Es triste comprobar que hoy en día demasiados cristianos nos quedamos tranquilos en las familias, en las iglesias y en las comunidades, cuando es un hecho que éstas se ven lejos, muy lejos, de estar completas. A veces, en nuestros momentos menos reflexivos, hasta nos alegramos de ello: “¡Ya era hora de que se fuera! ¡Ámanos o déjanos de una vez! ¡De todos modos, no era realmente católica! ¡Sus puntos de vista son tan estrechos e intolerantes que da lo mismo que no esté aquí con nosotros! ¡Nos encontramos mejor sin esa clase de gente! ¡De esta manera gozamos de más paz! ¡A causa de su ausencia formamos una familia o una comunidad más pura, más fiel!”

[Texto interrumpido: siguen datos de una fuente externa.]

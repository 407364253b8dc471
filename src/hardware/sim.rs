//! Deterministic in-process rig implementing both collaborator traits.
//!
//! Each tile reflects a blob whose camera position moves linearly with its
//! two actuators. Only the tile whose actuator moved last is lit, so a
//! capture always reports that tile.

use async_trait::async_trait;
use std::collections::{BTreeMap, HashMap, HashSet};
use std::sync::{Mutex, MutexGuard};
use std::time::Duration;

use super::{CaptureSource, Completion, HardwareError, MotorController, MoveCommand};
use crate::coords::CoordinateSpace;
use crate::grid::{GridConfig, MotorRef, Tile, TileAssignment};
use crate::measurement::BlobMeasurement;
use crate::step_test::ActuatorLimits;

/// Motors per simulated controller board.
const MOTORS_PER_BOARD: usize = 8;

/// Optical model of one simulated tile.
#[derive(Debug, Clone, PartialEq)]
pub struct SimulatedTile {
    pub assignment: TileAssignment,
    /// Blob center with both actuators at home, camera pixels.
    pub home_px: (f64, f64),
    /// Camera pixels moved per actuator step, per axis.
    pub px_per_step: (f64, f64),
    pub blob_size_px: f64,
    /// Blob growth per step away from home.
    pub defocus_px_per_step: f64,
}

#[derive(Debug, Default)]
struct SimState {
    positions: HashMap<MotorRef, i32>,
    active: Option<String>,
    fail_capture: HashSet<String>,
    fail_motor: HashSet<String>,
    /// Captures left to fail with a transport error.
    glitches: usize,
    captures: usize,
}

/// Simulated mirror array and camera.
#[derive(Debug)]
pub struct SimulatedRig {
    tiles: BTreeMap<String, SimulatedTile>,
    owners: HashMap<MotorRef, String>,
    limits: ActuatorLimits,
    latency: Duration,
    state: Mutex<SimState>,
}

impl SimulatedRig {
    pub fn new(tiles: BTreeMap<String, SimulatedTile>, limits: ActuatorLimits) -> Self {
        let mut owners = HashMap::new();
        let mut positions = HashMap::new();
        for (key, tile) in &tiles {
            for motor in [&tile.assignment.x, &tile.assignment.y] {
                owners.insert(motor.clone(), key.clone());
                positions.insert(motor.clone(), limits.center());
            }
        }
        Self {
            tiles,
            owners,
            limits,
            latency: Duration::ZERO,
            state: Mutex::new(SimState {
                positions,
                ..SimState::default()
            }),
        }
    }

    /// A `rows` x `cols` array viewed by a `width` x `height` camera, plus its grid config.
    ///
    /// Tiles sit on a regular pitch around the image center with a small
    /// deterministic misalignment each.
    pub fn grid(rows: u32, cols: u32, width: f64, height: f64) -> (Self, GridConfig) {
        let pitch = (width / (cols as f64 + 1.0)).min(height / (rows as f64 + 1.0));
        let origin_x = width / 2.0 - pitch * (cols as f64 - 1.0) / 2.0;
        let origin_y = height / 2.0 - pitch * (rows as f64 - 1.0) / 2.0;

        let mut config = GridConfig::new(rows, cols);
        let mut tiles = BTreeMap::new();
        for (index, tile) in config.tiles().into_iter().enumerate() {
            let mac = format!("sim-{:02}", index * 2 / MOTORS_PER_BOARD);
            let base = ((index * 2) % MOTORS_PER_BOARD) as u8;
            let assignment =
                TileAssignment::new(MotorRef::new(mac.clone(), base), MotorRef::new(mac, base + 1));

            let jitter = |seed: u32| ((seed % 5) as f64 - 2.0) * pitch * 0.04;
            let home_px = (
                origin_x + tile.col as f64 * pitch + jitter(tile.row * 7 + tile.col * 3),
                origin_y + tile.row as f64 * pitch + jitter(tile.row * 3 + tile.col * 11 + 1),
            );

            config.assignments.insert(tile.key(), assignment.clone());
            tiles.insert(
                tile.key(),
                SimulatedTile {
                    assignment,
                    home_px,
                    // X is mounted mirrored.
                    px_per_step: (-0.5, 0.5),
                    blob_size_px: pitch * 0.9,
                    defocus_px_per_step: 0.01,
                },
            );
        }

        (Self::new(tiles, ActuatorLimits::default()), config)
    }

    /// Delay every command and capture by `latency`.
    pub fn with_latency(mut self, latency: Duration) -> Self {
        self.latency = latency;
        self
    }

    /// Override the blob diameter of one tile.
    pub fn with_blob_size(mut self, tile: Tile, blob_size_px: f64) -> Self {
        if let Some(sim) = self.tiles.get_mut(&tile.key()) {
            sim.blob_size_px = blob_size_px;
        }
        self
    }

    /// Make captures of this tile report no blob.
    pub fn fail_capture_for(&self, tile: Tile) {
        self.lock().fail_capture.insert(tile.key());
    }

    /// Make the next `count` captures fail outright, whatever tile is lit.
    pub fn fail_next_captures(&self, count: usize) {
        self.lock().glitches = count;
    }

    /// Make every command to this controller fail.
    pub fn fail_motor_for(&self, mac: &str) {
        self.lock().fail_motor.insert(mac.to_string());
    }

    /// Current position of a motor, if it exists.
    pub fn position(&self, motor: &MotorRef) -> Option<i32> {
        self.lock().positions.get(motor).copied()
    }

    /// Number of captures served so far.
    pub fn captures(&self) -> usize {
        self.lock().captures
    }

    pub fn tile(&self, tile: Tile) -> Option<&SimulatedTile> {
        self.tiles.get(&tile.key())
    }

    fn lock(&self) -> MutexGuard<'_, SimState> {
        self.state.lock().unwrap_or_else(|e| e.into_inner())
    }

    async fn settle(&self) {
        if !self.latency.is_zero() {
            tokio::time::sleep(self.latency).await;
        }
    }

    fn set_position(&self, motor: MotorRef, position: i32) -> Result<Completion, HardwareError> {
        let mut state = self.lock();
        if state.fail_motor.contains(&motor.mac) {
            return Err(HardwareError::CommandFailed(format!("{} not responding", motor.mac)));
        }
        let Some(owner) = self.owners.get(&motor) else {
            return Err(HardwareError::CommandFailed(format!("unknown motor {}", motor)));
        };
        if !self.limits.contains(position) {
            return Err(HardwareError::OutOfRange {
                motor: motor.to_string(),
                position,
            });
        }
        tracing::debug!("sim: {} -> {}", motor, position);
        state.active = Some(owner.clone());
        state.positions.insert(motor.clone(), position);
        Ok(Completion {
            mac: motor.mac,
            motor_id: Some(motor.motor_index),
            position_steps: Some(position),
        })
    }
}

#[async_trait]
impl CaptureSource for SimulatedRig {
    async fn capture_measurement(&self) -> Result<Option<BlobMeasurement>, HardwareError> {
        self.settle().await;
        let mut state = self.lock();
        state.captures += 1;
        if state.glitches > 0 {
            state.glitches -= 1;
            return Err(HardwareError::CaptureFailed("frame dropped".to_string()));
        }

        let Some(key) = state.active.clone() else {
            return Ok(None);
        };
        if state.fail_capture.contains(&key) {
            return Ok(None);
        }
        let Some(sim) = self.tiles.get(&key) else {
            return Ok(None);
        };

        let center = i64::from(self.limits.center());
        let offset = |motor: &MotorRef| {
            let position = state.positions.get(motor).map_or(center, |p| i64::from(*p));
            (position - center) as f64
        };
        let dx = offset(&sim.assignment.x);
        let dy = offset(&sim.assignment.y);

        Ok(Some(BlobMeasurement::new(
            sim.home_px.0 + dx * sim.px_per_step.0,
            sim.home_px.1 + dy * sim.px_per_step.1,
            sim.blob_size_px + (dx.abs() + dy.abs()) * sim.defocus_px_per_step,
            1.0,
            CoordinateSpace::Camera,
        )))
    }
}

#[async_trait]
impl MotorController for SimulatedRig {
    async fn move_motor(&self, cmd: MoveCommand) -> Result<Completion, HardwareError> {
        self.settle().await;
        self.set_position(MotorRef::new(cmd.mac, cmd.motor_id), cmd.position_steps)
    }

    async fn home_motor(&self, mac: &str, motor_id: u8) -> Result<Completion, HardwareError> {
        self.settle().await;
        self.set_position(MotorRef::new(mac, motor_id), self.limits.center())
    }

    async fn nudge_motor(
        &self,
        mac: &str,
        motor_id: u8,
        delta_steps: i32,
    ) -> Result<Completion, HardwareError> {
        self.settle().await;
        let motor = MotorRef::new(mac, motor_id);
        let current = self.position(&motor).unwrap_or(self.limits.center());
        self.set_position(motor, current.saturating_add(delta_steps))
    }

    async fn home_all(&self, macs: &[String]) -> Result<Vec<Completion>, HardwareError> {
        self.settle().await;
        let mut state = self.lock();
        if let Some(mac) = macs.iter().find(|mac| state.fail_motor.contains(*mac)) {
            return Err(HardwareError::CommandFailed(format!("{} not responding", mac)));
        }
        let center = self.limits.center();
        let mut completions = Vec::new();
        for motor in self.owners.keys().filter(|m| macs.contains(&m.mac)) {
            state.positions.insert(motor.clone(), center);
            completions.push(Completion {
                mac: motor.mac.clone(),
                motor_id: Some(motor.motor_index),
                position_steps: Some(center),
            });
        }
        state.active = None;
        Ok(completions)
    }
}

Pero es esta actitud excluyente y la falta de un sano interés por la “plenitud” lo que explica, quizás más que ninguna otra cosa, la falta de alegría y la dureza que hoy son tan evidentes en todas partes en nuestras familias, iglesias y círculos políticos. A diferencia de Jesús, cuyo corazón padecía por llevar a cabo la voluntad salvífica y universal de Dios y que, llorando, oró por aquellas “otras ovejas que no son de este rebaño”, y a diferencia de la mujer que perdió una de sus monedas y que no dormiría hasta que todos los rincones de la casa estuvieran patas arriba en busca desesperada de lo perdido, nosotros nos quedamos tan contentos y campantes con sólo nueve monedas, serie incompleta, en vez de salir con honda preocupación en busca de la “totalidad integral” perdida, que nos traería de nuevo  “plenitud total” y alegría.